* **Instructions to follow**
Restate the opening lines of the material below word for word, stopping after the line that contains "fn bar_style(&self) ->".

* **Records supplied**
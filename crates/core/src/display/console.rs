//! Terminal progress bar.

use std::time::Duration;

use indicatif::{ProgressBar, ProgressDrawTarget, ProgressStyle};

use crate::cancel::CancelSignal;
use crate::error::ProgressError;
use crate::reporter::ProgressReporter;
use crate::scaled::{Redraw, ScaledProgress, ScaledValue};

pub const DEFAULT_WIDTH: u64 = 40;

const EMPTY_CAPTION: &str = "Please wait";
const MARQUEE_BLOCK: usize = 3;
const TICK_INTERVAL_MS: u64 = 80;

#[derive(Debug, Clone, PartialEq, Eq)]
pub struct ConsoleOptions {
    /// Bar width in character cells; this is the scaled maximum.
    pub width: u64,
    pub show_caption: bool,
}

impl Default for ConsoleOptions {
    fn default() -> Self {
        Self {
            width: DEFAULT_WIDTH,
            show_caption: true,
        }
    }
}

#[derive(Debug)]
struct ConsoleBar {
    bar: ProgressBar,
    width: u64,
}

impl ConsoleBar {
    fn bar_style(&self) -> ProgressStyle {
        ProgressStyle::with_template(&format!("[{{bar:{}}}] {{msg}}", self.width))
            .unwrap_or_else(|_| ProgressStyle::default_bar())
            .progress_chars("██_")
    }

    fn marquee_style(&self) -> ProgressStyle {
        let frames = marquee_frames(cell_count(self.width));
        let frames: Vec<&str> = frames.iter().map(String::as_str).collect();
        ProgressStyle::with_template("[{spinner}] {msg}")
            .unwrap_or_else(|_| ProgressStyle::default_spinner())
            .tick_strings(&frames)
    }
}

impl Redraw for ConsoleBar {
    fn scaled_max(&self) -> u64 {
        self.width
    }

    fn redraw(&mut self, old: ScaledValue, new: ScaledValue) {
        match new {
            ScaledValue::Indeterminate => {
                self.bar.set_style(self.marquee_style());
                self.bar.enable_steady_tick(Duration::from_millis(TICK_INTERVAL_MS));
            }
            ScaledValue::Determinate(cells) => {
                if old == ScaledValue::Indeterminate {
                    self.bar.disable_steady_tick();
                    self.bar.set_style(self.bar_style());
                }
                self.bar.set_position(cells);
            }
        }
    }
}

/// Terminal cells for a bar `width`, saturating where `usize` is narrower.
fn cell_count(width: u64) -> usize {
    usize::try_from(width).unwrap_or(usize::MAX)
}

/// Frames of a block bouncing across the bar, plus the final blank frame
/// indicatif shows once the bar finishes.
fn marquee_frames(width: usize) -> Vec<String> {
    let block = MARQUEE_BLOCK.min(width.max(1));
    let travel = width.saturating_sub(block);
    let frame = |offset: usize| {
        let mut s = "_".repeat(offset);
        s.push_str(&"▒".repeat(block));
        s.push_str(&"_".repeat(travel - offset));
        s
    };
    let mut frames: Vec<String> = (0..=travel).map(frame).collect();
    frames.extend((1..travel).rev().map(frame));
    frames.push("_".repeat(width));
    frames
}

/// Fits a caption into `width` cells.
fn trim_caption(caption: Option<&str>, width: usize) -> String {
    let text = match caption.map(str::trim) {
        Some(text) if !text.is_empty() => text,
        _ => EMPTY_CAPTION,
    };
    if text.chars().count() <= width {
        return text.to_string();
    }
    let mut trimmed: String = text.chars().take(width.saturating_sub(1)).collect();
    trimmed.push('…');
    trimmed
}

/// Draws progress as a bar on the terminal.
///
/// Writes go through [`ScaledProgress`], so the bar is only touched when the
/// number of filled cells changes. An indeterminate progress shows a
/// bouncing marquee. Cancellation is requested by whatever input source the
/// host wires to [`cancel_handle`](Self::cancel_handle).
#[derive(Debug)]
pub struct ConsoleReporter {
    scaled: ScaledProgress<ConsoleBar>,
    caption: Option<String>,
    show_caption: bool,
    cancel: CancelSignal,
}

impl ConsoleReporter {
    /// Draws on stderr, refreshing at most 15 times per second. Nothing is
    /// drawn when stderr is not a terminal.
    pub fn new(options: &ConsoleOptions) -> Result<Self, ProgressError> {
        Self::with_draw_target(options, ProgressDrawTarget::stderr_with_hz(15))
    }

    /// Keeps all state without drawing anything.
    pub fn hidden(options: &ConsoleOptions) -> Result<Self, ProgressError> {
        Self::with_draw_target(options, ProgressDrawTarget::hidden())
    }

    pub fn with_draw_target(
        options: &ConsoleOptions,
        target: ProgressDrawTarget,
    ) -> Result<Self, ProgressError> {
        if options.width == 0 {
            return Err(ProgressError::not_positive("width"));
        }
        let bar = ProgressBar::with_draw_target(Some(options.width), target);
        let console = ConsoleBar {
            bar,
            width: options.width,
        };
        console.bar.set_style(console.bar_style());
        let reporter = Self {
            scaled: ScaledProgress::new(console),
            caption: None,
            show_caption: options.show_caption,
            cancel: CancelSignal::new(),
        };
        reporter.draw_caption();
        Ok(reporter)
    }

    pub fn width(&self) -> u64 {
        self.scaled.target().width
    }

    /// Whether the bar is actually drawn.
    pub fn is_visible(&self) -> bool {
        !self.scaled.target().bar.is_hidden()
    }

    pub fn cancel_handle(&self) -> CancelSignal {
        self.cancel.clone()
    }

    /// Removes the bar from the terminal.
    pub fn finish(&self) {
        self.scaled.target().bar.finish_and_clear();
    }

    fn draw_caption(&self) {
        if !self.show_caption {
            return;
        }
        let text = trim_caption(self.caption.as_deref(), cell_count(self.width()));
        self.scaled.target().bar.set_message(text);
    }
}

impl ProgressReporter for ConsoleReporter {
    fn caption(&self) -> Option<&str> {
        self.caption.as_deref()
    }

    fn set_caption(&mut self, caption: Option<&str>) {
        self.caption = caption.map(str::to_string);
        self.draw_caption();
    }

    fn maximum(&self) -> u64 {
        self.scaled.maximum()
    }

    fn set_maximum(&mut self, maximum: u64) -> Result<(), ProgressError> {
        self.scaled.set_maximum(maximum)
    }

    fn progress(&self) -> Option<u64> {
        self.scaled.progress()
    }

    fn set_progress(&mut self, progress: Option<u64>) -> Result<(), ProgressError> {
        self.scaled.set_progress(progress)
    }

    fn allow_cancellation(&self) -> bool {
        self.cancel.is_allowed()
    }

    fn set_allow_cancellation(&mut self, allow: bool) {
        self.cancel.set_allowed(allow);
    }

    fn was_canceled(&self) -> bool {
        self.cancel.is_canceled()
    }
}

#[cfg(test)]
mod tests {
    use super::*;
    use pretty_assertions::assert_eq;

    fn hidden(width: u64) -> ConsoleReporter {
        ConsoleReporter::hidden(&ConsoleOptions {
            width,
            show_caption: true,
        })
        .unwrap()
    }

    #[test]
    fn test_zero_width_rejected() {
        let options = ConsoleOptions {
            width: 0,
            show_caption: false,
        };
        assert!(matches!(
            ConsoleReporter::hidden(&options),
            Err(ProgressError::OutOfRange { what: "width", .. })
        ));
    }

    #[test]
    fn test_bar_position_tracks_scaled_value() {
        let mut r = hidden(20);
        r.set_maximum(200).unwrap();
        r.set_progress(Some(50)).unwrap();
        assert_eq!(r.scaled.target().bar.position(), 5);
        assert_eq!(r.scaled.target().bar.length(), Some(20));
        assert!(!r.is_visible());
    }

    #[test]
    fn test_marquee_round_trip() {
        let mut r = hidden(10);
        r.set_progress(Some(30)).unwrap();
        r.set_progress(None).unwrap();
        assert_eq!(r.scaled.scaled_value(), ScaledValue::Indeterminate);
        r.set_progress(Some(100)).unwrap();
        assert_eq!(r.scaled.target().bar.position(), 10);
        r.finish();
    }

    #[test]
    fn test_caption_is_kept_verbatim() {
        let mut r = hidden(10);
        r.set_caption(Some("  a very long caption indeed  "));
        assert_eq!(r.caption(), Some("  a very long caption indeed  "));
    }

    #[test]
    fn test_trim_caption() {
        assert_eq!(trim_caption(None, 20), "Please wait");
        assert_eq!(trim_caption(Some("   "), 20), "Please wait");
        assert_eq!(trim_caption(Some("  Copying "), 20), "Copying");
        assert_eq!(trim_caption(Some("Reticulating splines"), 10), "Reticulat…");
    }

    #[test]
    fn test_cell_count_saturates() {
        assert_eq!(cell_count(0), 0);
        assert_eq!(cell_count(80), 80);
        let wide = cell_count(u64::MAX);
        assert!(wide as u128 >= u128::from(u32::MAX));
        assert_eq!(trim_caption(Some("Copying"), wide), "Copying");
    }

    #[test]
    fn test_marquee_frames_have_bar_width() {
        let frames = marquee_frames(6);
        assert!(frames.iter().all(|f| f.chars().count() == 6));
        assert_eq!(frames.first().map(String::as_str), Some("▒▒▒___"));
        assert_eq!(frames.last().map(String::as_str), Some("______"));
        assert_eq!(frames.len(), 4 + 2 + 1);
    }

    #[test]
    fn test_marquee_frames_narrow_bar() {
        let frames = marquee_frames(2);
        assert!(frames.iter().all(|f| f.chars().count() == 2));
    }

    #[test]
    fn test_cancel_through_handle() {
        let mut r = hidden(10);
        let handle = r.cancel_handle();
        assert!(handle.cancel().is_err());
        r.set_allow_cancellation(true);
        handle.cancel().unwrap();
        assert!(r.was_canceled());
    }
}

* **Exercise answer**
filename crates/core/src/display/console.rs
//! Terminal progress bar.

use std::time::Duration;

use indicatif::{ProgressBar, ProgressDrawTarget, ProgressStyle};

use crate::cancel::CancelSignal;
use crate::error::ProgressError;
use crate::reporter::ProgressReporter;
use crate::scaled::{Redraw, ScaledProgress, ScaledValue};

pub const DEFAULT_WIDTH: u64 = 40;

const EMPTY_CAPTION: &str = "Please wait";
const MARQUEE_BLOCK: usize = 3;
const TICK_INTERVAL_MS: u64 = 80;

#[derive(Debug, Clone, PartialEq, Eq)]
pub struct ConsoleOptions {
    /// Bar width in character cells; this is the scaled maximum.
    pub width: u64,
    pub show_caption: bool,
}

impl Default for ConsoleOptions {
    fn default() -> Self {
        Self {
            width: DEFAULT_WIDTH,
            show_caption: true,
        }
    }
}

#[derive(Debug)]
struct ConsoleBar {
    bar: ProgressBar,
    width: u64,
}

impl ConsoleBar {
    fn bar_style(&self) -> ProgressStyle {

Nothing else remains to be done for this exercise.